Fuel smuggling and the illegal 'laundering' of agricultural diesel and special fuels, which are distinguished by an added colour, have always been one of the favourite activities of criminal groups on the island, North and South. But the more the prices for oil and fuel rise on the legal markets and at petrol stations, the more lucrative this activity becomes for criminals.
Rogue Irish hauliers have now been warned by the Revenue Commissioners (who collect our taxes, but are also in charge of the Customs Service) that they are to step up their campaign to detect illegal usage of motor fuel.
The move has been welcomed by the Irish Road Haulage Association, which wants the rogue operators put out of business.

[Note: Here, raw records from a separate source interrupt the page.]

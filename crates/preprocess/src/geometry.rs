//! Coordinate transforms between original-image space and model-input space.
//!
//! Everything here is pure arithmetic on `f64`. The detector stage uses a
//! [`LetterboxTransform`]; each landmark crop carries its own [`CropTransform`],
//! and the variant decides which inverse formula is applied.

use serde::Serialize;

/// Axis-aligned box in pixel coordinates (`right > left`, `bottom > top` once finalized).
#[derive(Debug, Clone, Copy, PartialEq, Serialize)]
pub struct BoundingBox {
    pub left: f64,
    pub top: f64,
    pub right: f64,
    pub bottom: f64,
}

impl BoundingBox {
    pub fn new(left: f64, top: f64, right: f64, bottom: f64) -> Self {
        Self {
            left,
            top,
            right,
            bottom,
        }
    }

    pub fn from_xyxy(xyxy: [f64; 4]) -> Self {
        Self::new(xyxy[0], xyxy[1], xyxy[2], xyxy[3])
    }

    pub fn to_xyxy(&self) -> [f64; 4] {
        [self.left, self.top, self.right, self.bottom]
    }

    pub fn width(&self) -> f64 {
        self.right - self.left
    }

    pub fn height(&self) -> f64 {
        self.bottom - self.top
    }

    pub fn center(&self) -> (f64, f64) {
        (
            (self.left + self.right) / 2.0,
            (self.top + self.bottom) / 2.0,
        )
    }

    pub fn area(&self) -> f64 {
        self.width().max(0.0) * self.height().max(0.0)
    }

    /// True when the box has strictly positive extent on both axes.
    pub fn is_valid(&self) -> bool {
        self.right > self.left && self.bottom > self.top
    }

    pub fn contains(&self, x: f64, y: f64) -> bool {
        x >= self.left && x <= self.right && y >= self.top && y <= self.bottom
    }
}

/// Top-left (x, y) plus width and height to corner format.
#[inline]
pub fn xywh_to_xyxy(x: f64, y: f64, w: f64, h: f64) -> [f64; 4] {
    [x, y, x + w, y + h]
}

/// Center-width-height to corner format.
#[inline]
pub fn cxcywh_to_xyxy(cx: f64, cy: f64, w: f64, h: f64) -> [f64; 4] {
    [cx - w / 2.0, cy - h / 2.0, cx + w / 2.0, cy + h / 2.0]
}

/// Clamp every edge into `[0, width] x [0, height]`.
pub fn clamp_to_image(bbox: &BoundingBox, width: u32, height: u32) -> BoundingBox {
    let w = width as f64;
    let h = height as f64;
    BoundingBox {
        left: bbox.left.clamp(0.0, w),
        top: bbox.top.clamp(0.0, h),
        right: bbox.right.clamp(0.0, w),
        bottom: bbox.bottom.clamp(0.0, h),
    }
}

/// Aspect-preserving resize plus centred padding.
///
/// `pad_left`/`pad_top` use truncating division; the remainder goes to the
/// right/bottom, see [`LetterboxTransform::pad_right`].
#[derive(Debug, Clone, Copy, PartialEq)]
pub struct LetterboxTransform {
    pub ratio: f64,
    pub pad_left: u32,
    pub pad_top: u32,
    pub scaled_width: u32,
    pub scaled_height: u32,
}

/// Plan the letterbox that fits `src` into `dst`.
///
/// Callers must reject zero-sized sources; `ratio` would otherwise be infinite.
pub fn letterbox_plan(src_w: u32, src_h: u32, dst_w: u32, dst_h: u32) -> LetterboxTransform {
    let ratio = (dst_w as f64 / src_w as f64).min(dst_h as f64 / src_h as f64);
    let scaled_width = ((src_w as f64 * ratio).round() as u32).clamp(1, dst_w.max(1));
    let scaled_height = ((src_h as f64 * ratio).round() as u32).clamp(1, dst_h.max(1));

    LetterboxTransform {
        ratio,
        pad_left: (dst_w - scaled_width) / 2,
        pad_top: (dst_h - scaled_height) / 2,
        scaled_width,
        scaled_height,
    }
}

/// Map a point from letterboxed model-input space back to the source image.
#[inline]
pub fn unletterbox(point: (f64, f64), ratio: f64, pad_left: u32, pad_top: u32) -> (f64, f64) {
    (
        (point.0 - pad_left as f64) / ratio,
        (point.1 - pad_top as f64) / ratio,
    )
}

impl LetterboxTransform {
    pub fn pad_right(&self, dst_w: u32) -> u32 {
        dst_w - self.scaled_width - self.pad_left
    }

    pub fn pad_bottom(&self, dst_h: u32) -> u32 {
        dst_h - self.scaled_height - self.pad_top
    }

    /// Source image point to letterboxed point.
    pub fn forward(&self, point: (f64, f64)) -> (f64, f64) {
        (
            point.0 * self.ratio + self.pad_left as f64,
            point.1 * self.ratio + self.pad_top as f64,
        )
    }

    /// Letterboxed point to source image point.
    pub fn inverse(&self, point: (f64, f64)) -> (f64, f64) {
        unletterbox(point, self.ratio, self.pad_left, self.pad_top)
    }

    pub fn forward_box(&self, bbox: &BoundingBox) -> BoundingBox {
        let (left, top) = self.forward((bbox.left, bbox.top));
        let (right, bottom) = self.forward((bbox.right, bbox.bottom));
        BoundingBox::new(left, top, right, bottom)
    }

    pub fn inverse_box(&self, bbox: &BoundingBox) -> BoundingBox {
        let (left, top) = self.inverse((bbox.left, bbox.top));
        let (right, bottom) = self.inverse((bbox.right, bbox.bottom));
        BoundingBox::new(left, top, right, bottom)
    }
}

/// How a person box is turned into a landmark model input.
#[derive(Debug, Clone, Copy, PartialEq, Eq, Default)]
pub enum CropMode {
    /// Square region around the box centre, stretched to the input size.
    #[default]
    Square,
    /// Margin-expanded box clipped to the image, letterboxed into the input.
    Letterbox,
}

/// Integer pixel region of the source image. May extend past the image edges
/// in [`CropMode::Square`]; those pixels are filled.
#[derive(Debug, Clone, Copy, PartialEq, Eq)]
pub struct CropRegion {
    pub x: i64,
    pub y: i64,
    pub width: u32,
    pub height: u32,
}

/// Inverse mapping from a landmark model input back to the source image.
#[derive(Debug, Clone, Copy, PartialEq)]
pub enum CropTransform {
    Letterbox {
        ratio: f64,
        pad_left: u32,
        pad_top: u32,
        crop_origin_x: f64,
        crop_origin_y: f64,
    },
    Resize {
        crop_origin_x: f64,
        crop_origin_y: f64,
        crop_width: f64,
        crop_height: f64,
    },
}

impl CropTransform {
    /// Map a normalized `[0, 1]` point of a `input_size`-square model input to
    /// source image pixels.
    pub fn to_image(&self, x_norm: f64, y_norm: f64, input_size: u32) -> (f64, f64) {
        match *self {
            CropTransform::Letterbox {
                ratio,
                pad_left,
                pad_top,
                crop_origin_x,
                crop_origin_y,
            } => {
                let size = input_size as f64;
                let (x, y) = unletterbox((x_norm * size, y_norm * size), ratio, pad_left, pad_top);
                (crop_origin_x + x, crop_origin_y + y)
            }
            CropTransform::Resize {
                crop_origin_x,
                crop_origin_y,
                crop_width,
                crop_height,
            } => (
                crop_origin_x + x_norm * crop_width,
                crop_origin_y + y_norm * crop_height,
            ),
        }
    }
}

/// Region to extract plus the transform that undoes the extraction.
#[derive(Debug, Clone, Copy, PartialEq)]
pub struct CropPlan {
    pub region: CropRegion,
    pub transform: CropTransform,
}

impl CropPlan {
    pub fn for_box(
        mode: CropMode,
        bbox: &BoundingBox,
        margin: f64,
        image_width: u32,
        image_height: u32,
        input_size: u32,
    ) -> Self {
        match mode {
            CropMode::Square => Self::square(bbox, margin),
            CropMode::Letterbox => {
                Self::letterbox(bbox, margin, image_width, image_height, input_size)
            }
        }
    }

    /// Square of side `max(w, h) * margin` centred on the box.
    pub fn square(bbox: &BoundingBox, margin: f64) -> Self {
        let (cx, cy) = bbox.center();
        let side = (bbox.width().max(bbox.height()) * margin).round().max(1.0) as u32;
        let half = side as f64 / 2.0;
        let x = (cx - half).round() as i64;
        let y = (cy - half).round() as i64;

        Self {
            region: CropRegion {
                x,
                y,
                width: side,
                height: side,
            },
            transform: CropTransform::Resize {
                crop_origin_x: x as f64,
                crop_origin_y: y as f64,
                crop_width: side as f64,
                crop_height: side as f64,
            },
        }
    }

    /// Margin-expanded box, clipped to the image, letterboxed into the input.
    pub fn letterbox(
        bbox: &BoundingBox,
        margin: f64,
        image_width: u32,
        image_height: u32,
        input_size: u32,
    ) -> Self {
        let (cx, cy) = bbox.center();
        let half_w = bbox.width() * margin / 2.0;
        let half_h = bbox.height() * margin / 2.0;
        let (x0, x1) = clip_span(cx - half_w, cx + half_w, image_width);
        let (y0, y1) = clip_span(cy - half_h, cy + half_h, image_height);

        let width = x1 - x0;
        let height = y1 - y0;
        let plan = letterbox_plan(width, height, input_size, input_size);

        Self {
            region: CropRegion {
                x: x0 as i64,
                y: y0 as i64,
                width,
                height,
            },
            transform: CropTransform::Letterbox {
                ratio: plan.ratio,
                pad_left: plan.pad_left,
                pad_top: plan.pad_top,
                crop_origin_x: x0 as f64,
                crop_origin_y: y0 as f64,
            },
        }
    }
}

/// Clip `[start, end)` to `[0, limit)` on whole pixels, keeping at least one pixel.
fn clip_span(start: f64, end: f64, limit: u32) -> (u32, u32) {
    let limit = limit.max(1);
    let lo = (start.max(0.0).floor() as u32).min(limit - 1);
    let hi = (end.min(limit as f64).ceil() as u32).clamp(lo + 1, limit);
    (lo, hi)
}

Already this year marked mineral oil, reserved for agricultural use, has been discovered in the fuel tanks of 471 Irish vehicles not entitled to use it.
In the first six months of 2008 there have also been seizures of more than 57,000 litres of 'laundered fuel', 'green diesel' and Northern Ireland kerosene in the Republic.
Meanwhile new measures to combat 'fuel laundering' and fuel smuggling are also planned in the North, where most of the illegal fuel operations have been based so far.
It remains to be seen if the combined forces of the two states will have a real effect on the Irish fuel smugglers. They have been in their illegal business since 1922, and despite various campaigns against them over the decades, they are more active now than ever before.
In my opinion fuel smuggling and 'laundering' will continue as long as oil and fuel prices are high and the profits for smugglers and criminals are lucrative.
The limited forces of the Customs Service, Garda Siochana and the PSNI (Police Service of Northern Ireland) will - despite their best intentions and efforts - not be enough to solve the problem.